The source of each component to be used is not particularly limited, but as the source of zirconium ions, zirconium fluoride, ammonium zirconate fluoride, and alkali metal fluoride zirconate can be used. One or more selected from salts can be used. As a source of trivalent chromium ions and hexavalent chromium ions, a water-soluble organic acid salt of trivalent chromium, an inorganic acid salt, or a partially reduced product of an aqueous solution of chromic anhydride, and dichromic acid, an ammonium salt of dichromic acid. One or more selected from alkali metal salts can be appropriately used. As a source of phosphate ions, various supply forms are possible, but from the viewpoint of economical efficiency, easy availability, etc.,
One or more selected from phosphoric acid, ammonium salt of phosphoric acid and alkali metal salt of phosphoric acid can be used.

In each of Method A and Method B, the scaly pigment treatment liquid prepared as described above is stirred and heated to a temperature of 20 ° C. to 90 ° C. while maintaining the dispersion state.
A film is formed on the surface of the pigment particles, and the obtained surface-treated pigment is collected (filtered), washed with water, and then dried. This makes it possible to obtain a scaly pigment having a durable luster excellent in moisture resistance, gloss retention and dispersibility. The treatment temperature and treatment time of the treatment liquid required for treating the scaly inorganic pigment powder particles should be determined by industrial profitability, whereby the necessary treatment temperature and treatment time can be appropriately determined. .

Although the film form of zirconium, chromium and phosphorus deposited on the surface of the pigment powder by the above treatment according to the present invention is not clear, according to XPS (X-ray photoelectron spectroscopy analysis), hexavalent zirconium / trivalent chromium. It is presumed that it has a complex form of oxide or hydroxide / phosphate.

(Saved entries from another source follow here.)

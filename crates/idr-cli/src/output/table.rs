use serde_json::Value;
use tabled::{builder::Builder, Table};

use super::{format_money, plan_display_name};

/// Format output as tables using the tabled crate.
///
/// Projection output gets a per-plan comparison table with the recommended
/// plan marked; anything else falls back to a field/value table.
pub fn print_table(value: &Value) {
    let envelope = match value.as_object() {
        Some(map) => map,
        None => {
            println!("{}", value);
            return;
        }
    };

    match envelope.get("result") {
        Some(result) if result.get("plans").is_some() => {
            print_projection(result);
            print_envelope_footer(envelope);
        }
        Some(Value::Object(result)) => {
            print_field_value(result);
            print_envelope_footer(envelope);
        }
        _ => print_field_value(envelope),
    }
}

fn print_projection(result: &Value) {
    let plans = match result.get("plans").and_then(|p| p.as_object()) {
        Some(p) => p,
        None => return,
    };
    let best_plan = result
        .get("recommendation")
        .and_then(|r| r.get("best_plan"))
        .and_then(|b| b.as_str());

    let mut builder = Builder::default();
    builder.push_record([
        "Plan",
        "Open",
        "First pmt",
        "Final pmt",
        "Total paid",
        "Forgiveness",
        "Tax",
        "Net cost",
    ]);

    for (key, plan) in plans {
        let mut name = plan_display_name(key);
        if best_plan == Some(key.as_str()) {
            name.push_str(" *");
        }
        let open = if plan.get("available").and_then(|a| a.as_bool()).unwrap_or(false) {
            "yes"
        } else {
            "not open"
        };
        builder.push_record([
            name.as_str(),
            open,
            &money_field(plan, "monthly_payment_year1"),
            &money_field(plan, "monthly_payment_final"),
            &money_field(plan, "total_paid"),
            &money_field(plan, "forgiveness_amount"),
            &money_field(plan, "tax_on_forgiveness"),
            &money_field(plan, "net_cost"),
        ]);
    }

    println!("{}", Table::from(builder));

    if let Some(reasoning) = result
        .get("recommendation")
        .and_then(|r| r.get("reasoning"))
        .and_then(|s| s.as_str())
    {
        println!("\nRecommendation: {}", reasoning);
    }

    if let Some(Value::Object(pslf)) = result.get("pslf") {
        println!("\nPSLF:");
        print_field_value(pslf);
    }
}

fn print_field_value(map: &serde_json::Map<String, Value>) {
    let mut builder = Builder::default();
    builder.push_record(["Field", "Value"]);
    for (key, val) in map {
        builder.push_record([key.as_str(), &scalar(val)]);
    }
    println!("{}", Table::from(builder));
}

fn print_envelope_footer(envelope: &serde_json::Map<String, Value>) {
    if let Some(Value::Array(warnings)) = envelope.get("warnings") {
        if !warnings.is_empty() {
            println!("\nWarnings:");
            for w in warnings {
                if let Value::String(s) = w {
                    println!("  - {}", s);
                }
            }
        }
    }

    if let Some(Value::String(meth)) = envelope.get("methodology") {
        println!("\nMethodology: {}", meth);
    }
}

fn money_field(plan: &Value, field: &str) -> String {
    plan.get(field).map(format_money).unwrap_or_default()
}

fn scalar(value: &Value) -> String {
    match value {
        Value::String(s) => s
            .parse::<rust_decimal::Decimal>()
            .map(|d| d.round_dp(2).to_string())
            .unwrap_or_else(|_| s.clone()),
        Value::Number(n) => n.to_string(),
        Value::Bool(b) => b.to_string(),
        Value::Null => "null".to_string(),
        Value::Array(arr) => {
            let items: Vec<String> = arr.iter().map(scalar).collect();
            items.join(", ")
        }
        Value::Object(_) => serde_json::to_string(value).unwrap_or_default(),
    }
}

In the present invention, whether or not the scale-like pigment obtained by the above treatment is collected by filtration, dried after washing with water, and the temperature are not particularly specified, but when dried at a temperature higher than 300 ° C., It is not preferable because it may cause a change in the color tone of the obtained flaky pigment.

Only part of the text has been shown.